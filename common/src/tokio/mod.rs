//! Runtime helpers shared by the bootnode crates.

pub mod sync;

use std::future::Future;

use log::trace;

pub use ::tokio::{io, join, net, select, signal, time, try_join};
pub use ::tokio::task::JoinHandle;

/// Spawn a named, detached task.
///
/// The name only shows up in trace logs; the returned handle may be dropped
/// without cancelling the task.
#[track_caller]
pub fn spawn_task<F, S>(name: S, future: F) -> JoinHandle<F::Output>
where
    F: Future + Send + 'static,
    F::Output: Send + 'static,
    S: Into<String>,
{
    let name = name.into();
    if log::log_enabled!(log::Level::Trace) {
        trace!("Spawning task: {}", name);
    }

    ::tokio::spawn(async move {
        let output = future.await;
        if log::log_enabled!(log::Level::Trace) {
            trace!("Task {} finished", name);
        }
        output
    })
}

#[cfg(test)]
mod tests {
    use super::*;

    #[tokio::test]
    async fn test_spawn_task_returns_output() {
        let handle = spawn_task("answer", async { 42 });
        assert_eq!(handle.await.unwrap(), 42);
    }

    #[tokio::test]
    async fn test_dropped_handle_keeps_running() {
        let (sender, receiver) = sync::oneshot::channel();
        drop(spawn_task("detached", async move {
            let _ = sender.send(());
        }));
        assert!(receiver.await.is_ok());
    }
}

§

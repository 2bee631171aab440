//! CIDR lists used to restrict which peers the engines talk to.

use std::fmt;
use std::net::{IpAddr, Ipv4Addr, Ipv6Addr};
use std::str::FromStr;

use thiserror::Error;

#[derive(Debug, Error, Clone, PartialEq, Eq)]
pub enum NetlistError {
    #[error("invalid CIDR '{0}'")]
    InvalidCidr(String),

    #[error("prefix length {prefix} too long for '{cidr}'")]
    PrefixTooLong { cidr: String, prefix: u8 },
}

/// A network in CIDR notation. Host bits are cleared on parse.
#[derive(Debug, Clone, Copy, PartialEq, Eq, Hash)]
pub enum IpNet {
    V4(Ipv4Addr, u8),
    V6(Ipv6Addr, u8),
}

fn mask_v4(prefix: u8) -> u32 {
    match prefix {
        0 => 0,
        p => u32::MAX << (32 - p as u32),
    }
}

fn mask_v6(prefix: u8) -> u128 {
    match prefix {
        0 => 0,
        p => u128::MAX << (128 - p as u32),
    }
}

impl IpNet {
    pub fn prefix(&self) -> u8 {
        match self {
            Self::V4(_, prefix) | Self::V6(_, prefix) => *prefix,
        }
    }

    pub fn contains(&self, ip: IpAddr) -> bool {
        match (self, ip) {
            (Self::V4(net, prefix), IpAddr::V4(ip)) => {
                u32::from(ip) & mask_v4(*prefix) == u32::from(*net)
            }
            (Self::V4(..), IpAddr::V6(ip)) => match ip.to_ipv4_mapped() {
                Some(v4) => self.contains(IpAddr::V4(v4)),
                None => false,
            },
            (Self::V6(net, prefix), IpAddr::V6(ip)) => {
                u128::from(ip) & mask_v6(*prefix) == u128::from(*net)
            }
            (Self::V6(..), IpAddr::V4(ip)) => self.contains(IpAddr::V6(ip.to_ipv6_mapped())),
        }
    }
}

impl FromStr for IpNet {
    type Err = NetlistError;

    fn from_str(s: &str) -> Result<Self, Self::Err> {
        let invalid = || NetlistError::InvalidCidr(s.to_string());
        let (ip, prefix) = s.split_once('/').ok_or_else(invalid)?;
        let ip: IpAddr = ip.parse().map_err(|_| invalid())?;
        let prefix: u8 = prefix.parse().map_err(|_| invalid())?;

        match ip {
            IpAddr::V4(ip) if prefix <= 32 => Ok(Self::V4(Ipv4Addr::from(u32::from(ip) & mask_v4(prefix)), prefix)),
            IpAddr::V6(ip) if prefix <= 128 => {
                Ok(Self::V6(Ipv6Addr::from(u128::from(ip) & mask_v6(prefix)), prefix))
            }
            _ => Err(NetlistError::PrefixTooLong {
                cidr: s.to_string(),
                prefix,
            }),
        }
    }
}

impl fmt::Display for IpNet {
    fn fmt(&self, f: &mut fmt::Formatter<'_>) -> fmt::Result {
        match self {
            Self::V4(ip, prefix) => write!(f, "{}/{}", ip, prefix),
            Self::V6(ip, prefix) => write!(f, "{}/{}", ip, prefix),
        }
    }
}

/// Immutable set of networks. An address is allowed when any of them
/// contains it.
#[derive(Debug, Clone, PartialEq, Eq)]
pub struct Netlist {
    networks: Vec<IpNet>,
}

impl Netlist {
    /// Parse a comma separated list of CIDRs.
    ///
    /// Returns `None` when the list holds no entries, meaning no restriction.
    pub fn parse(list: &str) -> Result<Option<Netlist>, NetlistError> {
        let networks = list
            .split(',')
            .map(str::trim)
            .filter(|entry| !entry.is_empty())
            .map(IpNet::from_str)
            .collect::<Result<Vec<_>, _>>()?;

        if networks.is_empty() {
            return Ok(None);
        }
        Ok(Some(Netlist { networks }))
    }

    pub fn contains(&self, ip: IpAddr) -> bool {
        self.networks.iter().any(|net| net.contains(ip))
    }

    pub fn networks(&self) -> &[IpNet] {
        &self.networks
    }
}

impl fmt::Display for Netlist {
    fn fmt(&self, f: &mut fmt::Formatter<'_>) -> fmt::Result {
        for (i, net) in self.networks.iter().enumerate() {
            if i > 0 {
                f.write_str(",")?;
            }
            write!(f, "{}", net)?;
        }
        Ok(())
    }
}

§

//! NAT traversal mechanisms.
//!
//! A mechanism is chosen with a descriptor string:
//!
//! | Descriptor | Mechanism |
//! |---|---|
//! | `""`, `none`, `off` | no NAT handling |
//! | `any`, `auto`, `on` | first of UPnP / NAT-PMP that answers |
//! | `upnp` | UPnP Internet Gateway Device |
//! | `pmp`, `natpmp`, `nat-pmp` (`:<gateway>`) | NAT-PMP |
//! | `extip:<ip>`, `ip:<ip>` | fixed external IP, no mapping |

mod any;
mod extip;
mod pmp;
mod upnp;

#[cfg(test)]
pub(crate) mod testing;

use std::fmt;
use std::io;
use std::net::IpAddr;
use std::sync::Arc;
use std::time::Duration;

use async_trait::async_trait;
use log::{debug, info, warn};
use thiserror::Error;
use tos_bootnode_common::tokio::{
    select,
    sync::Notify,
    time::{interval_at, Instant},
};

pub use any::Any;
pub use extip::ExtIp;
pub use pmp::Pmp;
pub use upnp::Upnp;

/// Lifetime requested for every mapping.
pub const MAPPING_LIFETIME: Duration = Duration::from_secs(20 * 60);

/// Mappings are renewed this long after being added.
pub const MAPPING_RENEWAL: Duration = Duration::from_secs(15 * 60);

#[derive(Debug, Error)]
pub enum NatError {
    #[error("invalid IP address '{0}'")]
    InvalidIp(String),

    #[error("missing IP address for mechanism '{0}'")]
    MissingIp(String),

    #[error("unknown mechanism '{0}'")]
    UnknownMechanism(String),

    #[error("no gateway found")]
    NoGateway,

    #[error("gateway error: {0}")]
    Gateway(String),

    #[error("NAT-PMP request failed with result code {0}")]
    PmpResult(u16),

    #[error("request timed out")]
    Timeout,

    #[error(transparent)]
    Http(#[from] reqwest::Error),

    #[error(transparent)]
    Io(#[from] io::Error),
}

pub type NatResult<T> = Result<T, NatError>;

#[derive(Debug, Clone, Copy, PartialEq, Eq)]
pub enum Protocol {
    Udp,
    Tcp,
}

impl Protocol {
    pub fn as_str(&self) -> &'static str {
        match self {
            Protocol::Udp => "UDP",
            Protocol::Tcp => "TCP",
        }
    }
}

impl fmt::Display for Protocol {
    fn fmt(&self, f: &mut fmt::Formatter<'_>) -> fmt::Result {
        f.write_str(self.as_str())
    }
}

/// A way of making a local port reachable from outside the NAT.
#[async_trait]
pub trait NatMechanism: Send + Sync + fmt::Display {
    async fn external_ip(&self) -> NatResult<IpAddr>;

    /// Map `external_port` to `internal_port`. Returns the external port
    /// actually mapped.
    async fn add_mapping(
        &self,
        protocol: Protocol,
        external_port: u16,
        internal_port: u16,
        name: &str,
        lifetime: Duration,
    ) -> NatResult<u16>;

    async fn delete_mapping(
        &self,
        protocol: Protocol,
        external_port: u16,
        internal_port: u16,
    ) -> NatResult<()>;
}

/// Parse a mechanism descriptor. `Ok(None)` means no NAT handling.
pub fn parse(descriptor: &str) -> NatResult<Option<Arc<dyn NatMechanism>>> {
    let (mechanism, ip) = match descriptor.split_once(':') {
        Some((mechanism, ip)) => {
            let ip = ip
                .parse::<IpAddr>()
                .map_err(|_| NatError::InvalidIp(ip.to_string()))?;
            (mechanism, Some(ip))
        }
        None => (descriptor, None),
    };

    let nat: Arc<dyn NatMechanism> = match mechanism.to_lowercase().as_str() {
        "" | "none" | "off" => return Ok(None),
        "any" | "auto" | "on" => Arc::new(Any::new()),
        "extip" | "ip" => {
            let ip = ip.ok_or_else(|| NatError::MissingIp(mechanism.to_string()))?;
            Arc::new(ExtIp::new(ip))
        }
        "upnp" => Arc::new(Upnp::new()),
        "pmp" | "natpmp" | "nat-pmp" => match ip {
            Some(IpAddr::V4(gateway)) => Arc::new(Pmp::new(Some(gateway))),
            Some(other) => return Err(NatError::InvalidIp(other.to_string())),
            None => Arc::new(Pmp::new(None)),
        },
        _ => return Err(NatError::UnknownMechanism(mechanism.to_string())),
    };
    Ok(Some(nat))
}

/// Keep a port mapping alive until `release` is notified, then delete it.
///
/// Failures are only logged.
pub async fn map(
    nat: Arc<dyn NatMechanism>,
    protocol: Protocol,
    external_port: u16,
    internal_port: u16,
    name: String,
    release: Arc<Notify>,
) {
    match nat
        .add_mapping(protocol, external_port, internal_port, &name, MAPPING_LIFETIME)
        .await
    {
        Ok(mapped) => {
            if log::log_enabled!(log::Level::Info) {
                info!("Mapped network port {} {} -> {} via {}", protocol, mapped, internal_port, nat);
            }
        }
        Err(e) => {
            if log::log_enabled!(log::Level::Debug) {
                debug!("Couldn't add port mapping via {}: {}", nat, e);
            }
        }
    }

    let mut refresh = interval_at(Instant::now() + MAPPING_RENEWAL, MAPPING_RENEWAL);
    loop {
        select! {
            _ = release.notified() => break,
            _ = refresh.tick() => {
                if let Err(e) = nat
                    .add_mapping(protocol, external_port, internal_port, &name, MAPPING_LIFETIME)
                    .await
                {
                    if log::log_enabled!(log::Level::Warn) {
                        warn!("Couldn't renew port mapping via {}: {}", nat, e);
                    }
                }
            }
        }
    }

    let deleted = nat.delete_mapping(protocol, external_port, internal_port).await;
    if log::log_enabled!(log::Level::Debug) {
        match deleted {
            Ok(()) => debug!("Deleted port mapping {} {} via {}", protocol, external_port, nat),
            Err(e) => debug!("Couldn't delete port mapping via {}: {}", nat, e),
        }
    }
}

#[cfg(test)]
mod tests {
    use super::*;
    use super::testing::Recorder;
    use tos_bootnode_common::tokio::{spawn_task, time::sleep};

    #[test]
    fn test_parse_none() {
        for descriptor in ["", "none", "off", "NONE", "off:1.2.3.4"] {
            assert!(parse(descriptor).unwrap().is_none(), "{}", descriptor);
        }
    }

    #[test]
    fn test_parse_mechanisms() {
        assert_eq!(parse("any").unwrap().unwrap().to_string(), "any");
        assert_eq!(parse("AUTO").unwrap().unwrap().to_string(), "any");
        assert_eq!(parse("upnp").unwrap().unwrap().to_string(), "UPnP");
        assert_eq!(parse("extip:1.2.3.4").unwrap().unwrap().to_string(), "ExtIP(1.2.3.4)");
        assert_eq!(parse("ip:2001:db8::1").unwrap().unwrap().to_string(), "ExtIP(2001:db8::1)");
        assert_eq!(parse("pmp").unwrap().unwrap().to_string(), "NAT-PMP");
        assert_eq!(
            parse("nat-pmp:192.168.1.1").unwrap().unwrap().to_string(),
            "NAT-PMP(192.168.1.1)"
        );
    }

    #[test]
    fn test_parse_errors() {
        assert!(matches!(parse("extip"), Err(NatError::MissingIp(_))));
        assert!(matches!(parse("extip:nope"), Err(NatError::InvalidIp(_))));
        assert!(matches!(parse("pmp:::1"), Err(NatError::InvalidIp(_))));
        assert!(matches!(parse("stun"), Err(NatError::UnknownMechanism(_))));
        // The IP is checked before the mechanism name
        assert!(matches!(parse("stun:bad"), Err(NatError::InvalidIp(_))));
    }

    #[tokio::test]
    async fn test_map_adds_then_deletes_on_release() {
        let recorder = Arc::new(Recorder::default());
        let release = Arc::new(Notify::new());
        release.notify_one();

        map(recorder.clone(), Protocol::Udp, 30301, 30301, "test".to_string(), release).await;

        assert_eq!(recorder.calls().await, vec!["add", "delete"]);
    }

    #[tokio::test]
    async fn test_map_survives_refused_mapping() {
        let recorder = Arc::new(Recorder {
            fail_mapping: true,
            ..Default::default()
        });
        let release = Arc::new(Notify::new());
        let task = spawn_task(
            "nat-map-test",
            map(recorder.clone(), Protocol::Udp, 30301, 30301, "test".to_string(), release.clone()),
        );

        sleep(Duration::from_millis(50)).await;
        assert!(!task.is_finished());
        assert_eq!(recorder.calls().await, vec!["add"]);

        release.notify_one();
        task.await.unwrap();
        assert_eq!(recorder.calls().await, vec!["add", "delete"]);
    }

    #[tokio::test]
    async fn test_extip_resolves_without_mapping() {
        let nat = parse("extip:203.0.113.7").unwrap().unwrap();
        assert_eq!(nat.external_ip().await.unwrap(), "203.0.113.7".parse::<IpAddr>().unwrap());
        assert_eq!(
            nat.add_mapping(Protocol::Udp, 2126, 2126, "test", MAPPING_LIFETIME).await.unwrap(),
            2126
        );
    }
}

§

## HOW TO COMPLETE THIS TASK
If a line in the data above holds the string "const", report that line.

## COMPLETED TASK
pub const MAPPING_LIFETIME: Duration = Duration::from_secs(20 * 60);
pub const MAPPING_RENEWAL: Duration = Duration::from_secs(15 * 60);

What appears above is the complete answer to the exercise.